This gorgeous flower is from the cotinis stream on Flickr. The original, along with his other gorgeous photos, can be found here. |
I've been doing a lot of reading lately of the business journals and it has me thinking about the power of the image. There's a lot of talk on the Internet now about Pinterest, and I've been following the phenomenon with some interest, as its changing the design community. Patterns that used to be sold in a book with no picture are now full of splashy photography in order to make the sale.
Take easy knit baby hats, for example. Most are the same instructions - cast on a certain number of stitches, knit for 5-7 inches, then start a set system of decreases until the hat is bound off, or from the other direction, cast on just a couple stitches, increase until a set size, and then knit until long enough. Most designers now are adding a few more flourishes, such as lace, animal ears, colorwork, etc.
Pretty easy instructions, right? It can be on a handout, a notepad, anything. Back in the day, we were happy to get some photos at all, and it was hoped that they showed key details. I did a search on Ravelry for paid knit baby hats with most projects and least projects.
Least
Most
Look at the difference between the two. Both have action and flat shots, and both look like they would make serviceable hat patterns that would be well loved by their recipients. Yet the teddy bear hat has 190 projects, and the other has 1. The difference: look at the quality. The teddy bear hat has professional looking prhotography, lots of of photos with variety, including detail shots. The other hat has worse lighting, less detail in the shots, and overall, looks like a amateur photo. The ideal search item via image, rather than via pattern instruction.
Would this have made a difference ten years ago? Not really. The designer of the teddy bear hat might have garnered some attention via her blog, but the other hat could have easily been posted on craftster or other craft forums and had tons of projects.
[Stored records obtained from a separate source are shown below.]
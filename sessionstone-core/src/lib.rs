//! SessionStone - Core
//!
//! Server-side HTTP sessions for hyper-based services.
//!
//! # Overview
//!
//! SessionStone issues an opaque random identifier to each client, keeps the
//! session data in a pluggable [`Store`](session::Store) under a keyed hash of
//! that identifier, and decides at the end of every request whether anything
//! has to be written:
//!
//! - untouched sessions cost nothing (no store call, no cookie)
//! - changed sessions are saved under their current identifier
//! - [`Session::rotate`](session::Session::rotate) issues a new identifier
//!   while the old one stays readable for a short grace period
//! - identifiers renew automatically after half their max age
//! - [`Session::destroy`](session::Session::destroy) deletes the record and
//!   clears the cookie
//!
//! # Quick Start
//!
//! ```rust,ignore
//! use sessionstone_core::prelude::*;
//!
//! let sessions = SessionMiddleware::new(
//!     SessionConfig::new().with_store(MemoryStore::new()).with_secret("change-me"),
//! )?;
//!
//! let resp = sessions
//!     .handle(req, |req| async move {
//!         let session = SessionHandle::from_request(&req).unwrap();
//!         session.with(|s| s.set("user_id", "alice"));
//!         Response::new(Full::new(Bytes::from("ok")))
//!     })
//!     .await;
//! ```
//!
//! # Architecture
//!
//! - [`session`] - ids, stores, the session entity and the middleware
//! - [`config`] - TOML file and environment configuration

pub mod config;
pub mod session;

pub mod prelude;

pub use config::SessionStoneConfig;
pub use session::{
    MemoryStore, Session, SessionConfig, SessionError, SessionHandle, SessionMiddleware, SqlStore,
    Store, StoreJanitor, Value,
};
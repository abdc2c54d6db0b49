//! Session identifier generation and storage key derivation
//!
//! The client only ever sees the random identifier. Stores are indexed by
//! `SHA-256(id ‖ secret)`, so a leaked cookie value cannot be turned into a
//! store key and a store dump cannot be replayed as cookies.

use base64::{engine::general_purpose::URL_SAFE_NO_PAD, Engine};
use rand::{rngs::OsRng, RngCore};
use sha2::{Digest, Sha256};
use std::fmt;
use std::sync::Arc;

/// Default number of random bytes per identifier
pub const DEFAULT_ENTROPY: usize = 32;

/// Generate a URL-safe identifier from `entropy` bytes of OS randomness
///
/// # Panics
///
/// Panics if the operating system random source fails. Continuing without it
/// would hand out predictable identifiers.
pub fn generate_id(entropy: usize) -> String {
    let mut buf = vec![0u8; entropy];
    if let Err(err) = OsRng.try_fill_bytes(&mut buf) {
        panic!("session: secure random source unavailable: {}", err);
    }
    URL_SAFE_NO_PAD.encode(&buf)
}

/// Derive the storage key for a client-visible identifier
pub fn hash_id(id: &str, secret: &[u8]) -> String {
    let mut hasher = Sha256::new();
    hasher.update(id.as_bytes());
    hasher.update(secret);
    URL_SAFE_NO_PAD.encode(hasher.finalize())
}

/// Identifier codec bound to one configuration
#[derive(Clone)]
pub struct IdCodec {
    entropy: usize,
    secret: Arc<[u8]>,
    hash: bool,
}

impl IdCodec {
    /// Create a codec; `entropy == 0` falls back to [`DEFAULT_ENTROPY`]
    pub fn new(entropy: usize, secret: impl Into<Vec<u8>>, hash: bool) -> Self {
        let entropy = if entropy == 0 { DEFAULT_ENTROPY } else { entropy };
        Self { entropy, secret: Arc::from(secret.into()), hash }
    }

    /// Generate a fresh client-visible identifier
    pub fn generate(&self) -> String {
        generate_id(self.entropy)
    }

    /// Storage key for `id`; the id itself when hashing is disabled
    pub fn storage_key(&self, id: &str) -> String {
        if self.hash {
            hash_id(id, &self.secret)
        } else {
            id.to_string()
        }
    }

    pub fn entropy(&self) -> usize {
        self.entropy
    }

    pub fn hashes_ids(&self) -> bool {
        self.hash
    }
}

impl fmt::Debug for IdCodec {
    fn fmt(&self, f: &mut fmt::Formatter<'_>) -> fmt::Result {
        f.debug_struct("IdCodec")
            .field("entropy", &self.entropy)
            .field("secret", &"<redacted>")
            .field("hash", &self.hash)
            .finish()
    }
}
Pinterest really brings this issue home. Check out the results of a search there. You'd think there were only a few producers because of the amount of repins of certain images. Yet in reality, there are thousands of patterns out there for a baby hat. But the ones with the best images rise to the top.
We are at the forefront of the digital catalog taking photography to the forefront of crafting businesses. Are you getting ready for it?
1 comment:
This is very true. I am a very visual person and I pretty much skip creative blogs with no lush and appealing photographs and I don't even want to try patterns or even recipes with no good photo of how it might turn out. My biggest frustration with selling my crafts online was that beautiful photographs were essential to selling my items and it took longer to take the pictures than to make the little items. When I blogged, because I am so highly visual, I would not even consider an entry without a good colorful photo. People who are more auditory or kinesthetic (my husband, for example) might not care at all about pretty photos.